TASK DIRECTIONS: From the entries underneath, give the number of lines holding the word "unwrap", without any other words.

DATASET RECORDS:
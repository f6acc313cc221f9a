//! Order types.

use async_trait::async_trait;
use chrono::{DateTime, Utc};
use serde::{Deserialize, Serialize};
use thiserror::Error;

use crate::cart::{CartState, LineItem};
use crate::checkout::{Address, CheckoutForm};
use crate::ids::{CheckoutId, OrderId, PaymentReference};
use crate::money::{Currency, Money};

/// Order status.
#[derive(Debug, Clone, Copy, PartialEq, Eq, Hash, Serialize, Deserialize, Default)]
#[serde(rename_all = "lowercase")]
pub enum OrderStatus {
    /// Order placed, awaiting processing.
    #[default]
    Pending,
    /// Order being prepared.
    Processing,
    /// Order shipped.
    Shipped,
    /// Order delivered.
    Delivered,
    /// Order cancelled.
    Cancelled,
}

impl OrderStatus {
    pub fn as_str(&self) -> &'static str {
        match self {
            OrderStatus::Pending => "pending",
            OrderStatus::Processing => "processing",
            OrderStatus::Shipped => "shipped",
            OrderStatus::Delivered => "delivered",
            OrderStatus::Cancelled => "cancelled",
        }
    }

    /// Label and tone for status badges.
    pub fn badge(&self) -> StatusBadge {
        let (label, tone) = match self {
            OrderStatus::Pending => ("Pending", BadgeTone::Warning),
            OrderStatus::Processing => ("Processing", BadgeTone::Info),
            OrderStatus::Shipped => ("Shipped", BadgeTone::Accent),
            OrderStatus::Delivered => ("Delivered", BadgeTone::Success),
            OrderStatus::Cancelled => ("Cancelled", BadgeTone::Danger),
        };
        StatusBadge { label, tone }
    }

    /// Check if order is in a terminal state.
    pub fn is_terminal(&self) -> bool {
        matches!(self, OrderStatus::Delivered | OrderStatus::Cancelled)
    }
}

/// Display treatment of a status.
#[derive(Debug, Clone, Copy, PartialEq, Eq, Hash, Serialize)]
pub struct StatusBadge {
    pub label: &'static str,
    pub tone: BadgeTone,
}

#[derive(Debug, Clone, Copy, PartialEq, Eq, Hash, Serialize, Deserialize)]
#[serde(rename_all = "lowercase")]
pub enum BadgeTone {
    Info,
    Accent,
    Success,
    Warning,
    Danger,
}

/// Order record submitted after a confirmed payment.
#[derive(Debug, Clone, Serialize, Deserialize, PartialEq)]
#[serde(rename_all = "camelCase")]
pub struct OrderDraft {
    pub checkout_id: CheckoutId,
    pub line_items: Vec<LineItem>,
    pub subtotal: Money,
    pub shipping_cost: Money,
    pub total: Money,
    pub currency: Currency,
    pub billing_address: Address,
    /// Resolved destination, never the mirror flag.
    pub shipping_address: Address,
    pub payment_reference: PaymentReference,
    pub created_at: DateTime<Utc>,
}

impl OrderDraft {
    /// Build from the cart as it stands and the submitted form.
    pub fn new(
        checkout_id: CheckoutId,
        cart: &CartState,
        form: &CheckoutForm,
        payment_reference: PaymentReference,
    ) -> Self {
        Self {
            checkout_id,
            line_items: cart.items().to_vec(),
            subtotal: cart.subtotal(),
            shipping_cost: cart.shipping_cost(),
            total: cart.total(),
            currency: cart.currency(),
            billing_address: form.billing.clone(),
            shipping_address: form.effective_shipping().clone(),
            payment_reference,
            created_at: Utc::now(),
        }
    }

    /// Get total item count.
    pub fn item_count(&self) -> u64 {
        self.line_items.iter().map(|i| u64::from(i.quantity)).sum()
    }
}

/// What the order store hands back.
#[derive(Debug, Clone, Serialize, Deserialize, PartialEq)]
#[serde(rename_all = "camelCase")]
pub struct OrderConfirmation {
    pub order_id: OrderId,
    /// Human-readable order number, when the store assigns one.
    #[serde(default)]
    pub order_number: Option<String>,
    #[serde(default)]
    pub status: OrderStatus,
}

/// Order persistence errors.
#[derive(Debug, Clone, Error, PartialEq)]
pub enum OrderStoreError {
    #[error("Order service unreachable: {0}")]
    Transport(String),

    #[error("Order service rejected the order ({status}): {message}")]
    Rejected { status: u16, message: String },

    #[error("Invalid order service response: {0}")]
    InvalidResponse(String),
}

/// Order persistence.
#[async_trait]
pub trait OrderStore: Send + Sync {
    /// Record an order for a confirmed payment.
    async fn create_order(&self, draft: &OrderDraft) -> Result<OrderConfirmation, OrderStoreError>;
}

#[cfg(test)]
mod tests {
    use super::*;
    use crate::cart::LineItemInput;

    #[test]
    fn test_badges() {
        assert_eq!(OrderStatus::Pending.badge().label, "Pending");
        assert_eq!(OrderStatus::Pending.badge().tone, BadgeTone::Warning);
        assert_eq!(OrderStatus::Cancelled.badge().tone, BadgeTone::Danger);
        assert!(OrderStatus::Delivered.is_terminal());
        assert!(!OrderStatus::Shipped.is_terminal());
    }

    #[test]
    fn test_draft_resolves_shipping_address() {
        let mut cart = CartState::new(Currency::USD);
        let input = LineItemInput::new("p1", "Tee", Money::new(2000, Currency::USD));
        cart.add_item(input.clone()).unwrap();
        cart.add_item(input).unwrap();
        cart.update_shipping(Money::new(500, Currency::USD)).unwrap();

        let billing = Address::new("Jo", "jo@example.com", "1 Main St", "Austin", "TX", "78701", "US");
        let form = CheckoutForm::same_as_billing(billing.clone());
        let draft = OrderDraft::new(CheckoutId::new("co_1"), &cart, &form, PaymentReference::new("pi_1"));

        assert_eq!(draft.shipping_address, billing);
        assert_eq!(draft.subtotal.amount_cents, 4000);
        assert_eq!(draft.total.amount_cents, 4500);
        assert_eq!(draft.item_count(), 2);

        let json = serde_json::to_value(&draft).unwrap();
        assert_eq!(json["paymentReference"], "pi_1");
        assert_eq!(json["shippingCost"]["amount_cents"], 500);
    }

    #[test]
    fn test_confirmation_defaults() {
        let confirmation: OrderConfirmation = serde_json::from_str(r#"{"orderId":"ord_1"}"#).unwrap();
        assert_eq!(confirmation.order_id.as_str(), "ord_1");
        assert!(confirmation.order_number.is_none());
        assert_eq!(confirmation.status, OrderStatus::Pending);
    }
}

ANSWER BELOW: 5